* ACTIVITY
Every record that follows must be set down word for word.

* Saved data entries
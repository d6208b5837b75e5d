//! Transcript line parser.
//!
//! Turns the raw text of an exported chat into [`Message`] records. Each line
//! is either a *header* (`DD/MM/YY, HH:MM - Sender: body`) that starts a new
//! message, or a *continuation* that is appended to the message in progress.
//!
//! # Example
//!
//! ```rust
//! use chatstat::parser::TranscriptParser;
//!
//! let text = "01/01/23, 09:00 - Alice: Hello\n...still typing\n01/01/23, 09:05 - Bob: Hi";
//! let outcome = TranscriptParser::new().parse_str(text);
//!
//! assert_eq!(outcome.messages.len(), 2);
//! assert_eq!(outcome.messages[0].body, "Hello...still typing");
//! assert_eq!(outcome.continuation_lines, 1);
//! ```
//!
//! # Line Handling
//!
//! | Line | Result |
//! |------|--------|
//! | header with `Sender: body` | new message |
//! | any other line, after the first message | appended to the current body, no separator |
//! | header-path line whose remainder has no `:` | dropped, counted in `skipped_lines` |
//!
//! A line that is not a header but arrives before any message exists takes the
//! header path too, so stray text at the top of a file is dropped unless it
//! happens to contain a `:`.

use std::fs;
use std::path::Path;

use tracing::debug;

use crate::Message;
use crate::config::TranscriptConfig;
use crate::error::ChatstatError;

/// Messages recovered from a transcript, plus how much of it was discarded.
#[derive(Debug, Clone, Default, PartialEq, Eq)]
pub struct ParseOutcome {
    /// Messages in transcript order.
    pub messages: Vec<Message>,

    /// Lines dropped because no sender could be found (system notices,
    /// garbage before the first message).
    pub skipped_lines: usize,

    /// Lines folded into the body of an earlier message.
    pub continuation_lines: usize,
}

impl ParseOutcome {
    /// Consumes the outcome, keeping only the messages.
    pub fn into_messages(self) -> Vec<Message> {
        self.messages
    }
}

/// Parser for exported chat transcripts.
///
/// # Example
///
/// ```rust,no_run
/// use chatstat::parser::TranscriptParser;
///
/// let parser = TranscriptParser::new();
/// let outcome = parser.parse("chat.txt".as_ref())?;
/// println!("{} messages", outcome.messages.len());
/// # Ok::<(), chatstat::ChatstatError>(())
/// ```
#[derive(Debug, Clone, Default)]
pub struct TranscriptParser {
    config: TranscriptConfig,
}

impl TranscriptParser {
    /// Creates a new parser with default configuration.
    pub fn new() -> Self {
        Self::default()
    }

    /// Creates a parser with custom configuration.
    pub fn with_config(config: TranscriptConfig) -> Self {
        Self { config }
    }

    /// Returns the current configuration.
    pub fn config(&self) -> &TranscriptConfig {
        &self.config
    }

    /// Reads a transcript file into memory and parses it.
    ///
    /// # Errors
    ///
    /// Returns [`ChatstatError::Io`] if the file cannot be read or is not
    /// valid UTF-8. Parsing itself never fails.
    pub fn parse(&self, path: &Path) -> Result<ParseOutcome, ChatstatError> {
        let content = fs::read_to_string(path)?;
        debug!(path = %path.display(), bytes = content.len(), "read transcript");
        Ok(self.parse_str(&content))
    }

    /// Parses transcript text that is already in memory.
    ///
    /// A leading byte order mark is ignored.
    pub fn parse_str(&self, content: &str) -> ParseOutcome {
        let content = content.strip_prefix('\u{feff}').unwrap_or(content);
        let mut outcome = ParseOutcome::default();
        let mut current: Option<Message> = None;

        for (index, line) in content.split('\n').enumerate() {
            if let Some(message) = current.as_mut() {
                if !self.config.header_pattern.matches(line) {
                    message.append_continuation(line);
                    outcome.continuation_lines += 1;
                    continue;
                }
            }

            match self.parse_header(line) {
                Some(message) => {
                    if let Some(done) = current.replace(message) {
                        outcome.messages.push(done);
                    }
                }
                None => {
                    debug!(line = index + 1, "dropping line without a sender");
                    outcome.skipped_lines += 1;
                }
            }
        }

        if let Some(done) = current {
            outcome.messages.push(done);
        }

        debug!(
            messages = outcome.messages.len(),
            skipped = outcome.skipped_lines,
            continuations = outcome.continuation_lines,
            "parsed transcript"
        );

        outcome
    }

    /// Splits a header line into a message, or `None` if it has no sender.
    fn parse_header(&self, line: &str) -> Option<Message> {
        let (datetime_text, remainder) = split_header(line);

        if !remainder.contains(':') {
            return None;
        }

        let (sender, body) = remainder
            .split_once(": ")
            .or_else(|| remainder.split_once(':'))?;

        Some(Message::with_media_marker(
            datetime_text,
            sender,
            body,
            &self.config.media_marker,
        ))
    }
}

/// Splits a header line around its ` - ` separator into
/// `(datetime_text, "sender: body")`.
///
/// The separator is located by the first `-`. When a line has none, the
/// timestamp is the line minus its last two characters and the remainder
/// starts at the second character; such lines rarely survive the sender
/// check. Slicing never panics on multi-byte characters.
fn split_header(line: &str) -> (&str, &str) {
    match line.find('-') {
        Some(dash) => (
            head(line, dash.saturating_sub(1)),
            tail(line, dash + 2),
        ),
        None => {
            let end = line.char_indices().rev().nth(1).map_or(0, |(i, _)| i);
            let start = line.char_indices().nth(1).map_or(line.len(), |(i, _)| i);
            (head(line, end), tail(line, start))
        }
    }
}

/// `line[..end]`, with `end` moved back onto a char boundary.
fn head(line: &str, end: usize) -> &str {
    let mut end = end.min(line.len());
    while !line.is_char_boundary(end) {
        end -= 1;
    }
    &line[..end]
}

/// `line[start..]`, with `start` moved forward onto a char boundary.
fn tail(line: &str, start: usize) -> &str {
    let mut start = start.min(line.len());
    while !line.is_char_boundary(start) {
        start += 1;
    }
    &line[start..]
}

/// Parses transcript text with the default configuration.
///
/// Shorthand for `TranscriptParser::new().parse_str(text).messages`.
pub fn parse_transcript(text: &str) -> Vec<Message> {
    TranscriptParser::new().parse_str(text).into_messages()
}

* EXERCISE RESULT
repository d6208b5837b75e5d
//! Transcript line parser.
//!
//! Turns the raw text of an exported chat into [`Message`] records. Each line
//! is either a *header* (`DD/MM/YY, HH:MM - Sender: body`) that starts a new
//! message, or a *continuation* that is appended to the message in progress.
//!
//! # Example
//!
//! ```rust
//! use chatstat::parser::TranscriptParser;
//!
//! let text = "01/01/23, 09:00 - Alice: Hello\n...still typing\n01/01/23, 09:05 - Bob: Hi";
//! let outcome = TranscriptParser::new().parse_str(text);
//!
//! assert_eq!(outcome.messages.len(), 2);
//! assert_eq!(outcome.messages[0].body, "Hello...still typing");
//! assert_eq!(outcome.continuation_lines, 1);
//! ```
//!
//! # Line Handling
//!
//! | Line | Result |
//! |------|--------|
//! | header with `Sender: body` | new message |
//! | any other line, after the first message | appended to the current body, no separator |
//! | header-path line whose remainder has no `:` | dropped, counted in `skipped_lines` |
//!
//! A line that is not a header but arrives before any message exists takes the
//! header path too, so stray text at the top of a file is dropped unless it
//! happens to contain a `:`.

use std::fs;
use std::path::Path;

use tracing::debug;

use crate::Message;
use crate::config::TranscriptConfig;
use crate::error::ChatstatError;

/// Messages recovered from a transcript, plus how much of it was discarded.
#[derive(Debug, Clone, Default, PartialEq, Eq)]
pub struct ParseOutcome {
    /// Messages in transcript order.
    pub messages: Vec<Message>,

    /// Lines dropped because no sender could be found (system notices,
    /// garbage before the first message).
    pub skipped_lines: usize,

    /// Lines folded into the body of an earlier message.
    pub continuation_lines: usize,
}

impl ParseOutcome {
    /// Consumes the outcome, keeping only the messages.
    pub fn into_messages(self) -> Vec<Message> {
        self.messages
    }
}

/// Parser for exported chat transcripts.
///
/// # Example
///
/// ```rust,no_run
/// use chatstat::parser::TranscriptParser;
///
/// let parser = TranscriptParser::new();
/// let outcome = parser.parse("chat.txt".as_ref())?;
/// println!("{} messages", outcome.messages.len());
/// # Ok::<(), chatstat::ChatstatError>(())
/// ```
#[derive(Debug, Clone, Default)]
pub struct TranscriptParser {
    config: TranscriptConfig,
}

impl TranscriptParser {
    /// Creates a new parser with default configuration.
    pub fn new() -> Self {
        Self::default()
    }

    /// Creates a parser with custom configuration.
    pub fn with_config(config: TranscriptConfig) -> Self {
        Self { config }
    }

    /// Returns the current configuration.
    pub fn config(&self) -> &TranscriptConfig {
        &self.config
    }

    /// Reads a transcript file into memory and parses it.
    ///
    /// # Errors
    ///
    /// Returns [`ChatstatError::Io`] if the file cannot be read or is not
    /// valid UTF-8. Parsing itself never fails.
    pub fn parse(&self, path: &Path) -> Result<ParseOutcome, ChatstatError> {
        let content = fs::read_to_string(path)?;
        debug!(path = %path.display(), bytes = content.len(), "read transcript");
        Ok(self.parse_str(&content))
    }

    /// Parses transcript text that is already in memory.
    ///
    /// A leading byte order mark is ignored.
    pub fn parse_str(&self, content: &str) -> ParseOutcome {
        let content = content.strip_prefix('\u{feff}').unwrap_or(content);
        let mut outcome = ParseOutcome::default();
        let mut current: Option<Message> = None;

        for (index, line) in content.split('\n').enumerate() {
            if let Some(message) = current.as_mut() {
                if !self.config.header_pattern.matches(line) {
                    message.append_continuation(line);
                    outcome.continuation_lines += 1;
                    continue;
                }
            }

            match self.parse_header(line) {
                Some(message) => {
                    if let Some(done) = current.replace(message) {
                        outcome.messages.push(done);
                    }
                }
                None => {
                    debug!(line = index + 1, "dropping line without a sender");
                    outcome.skipped_lines += 1;
                }
            }
        }

        if let Some(done) = current {
            outcome.messages.push(done);
        }

        debug!(
            messages = outcome.messages.len(),
            skipped = outcome.skipped_lines,
            continuations = outcome.continuation_lines,
            "parsed transcript"
        );

        outcome
    }

    /// Splits a header line into a message, or `None` if it has no sender.
    fn parse_header(&self, line: &str) -> Option<Message> {
        let (datetime_text, remainder) = split_header(line);

        if !remainder.contains(':') {
            return None;
        }

        let (sender, body) = remainder
            .split_once(": ")
            .or_else(|| remainder.split_once(':'))?;

        Some(Message::with_media_marker(
            datetime_text,
            sender,
            body,
            &self.config.media_marker,
        ))
    }
}

/// Splits a header line around its ` - ` separator into
/// `(datetime_text, "sender: body")`.
///
/// The separator is located by the first `-`. When a line has none, the
/// timestamp is the line minus its last two characters and the remainder
/// starts at the second character; such lines rarely survive the sender
/// check. Slicing never panics on multi-byte characters.
fn split_header(line: &str) -> (&str, &str) {
    match line.find('-') {
        Some(dash) => (
            head(line, dash.saturating_sub(1)),
            tail(line, dash + 2),
        ),
        None => {
            let end = line.char_indices().rev().nth(1).map_or(0, |(i, _)| i);
            let start = line.char_indices().nth(1).map_or(line.len(), |(i, _)| i);
            (head(line, end), tail(line, start))
        }
    }
}

/// `line[..end]`, with `end` moved back onto a char boundary.
fn head(line: &str, end: usize) -> &str {
    let mut end = end.min(line.len());
    while !line.is_char_boundary(end) {
        end -= 1;
    }
    &line[..end]
}

/// `line[start..]`, with `start` moved forward onto a char boundary.
fn tail(line: &str, start: usize) -> &str {
    let mut start = start.min(line.len());
    while !line.is_char_boundary(start) {
        start += 1;
    }
    &line[start..]
}

/// Parses transcript text with the default configuration.
///
/// Shorthand for `TranscriptParser::new().parse_str(text).messages`.
pub fn parse_transcript(text: &str) -> Vec<Message> {
    TranscriptParser::new().parse_str(text).into_messages()
}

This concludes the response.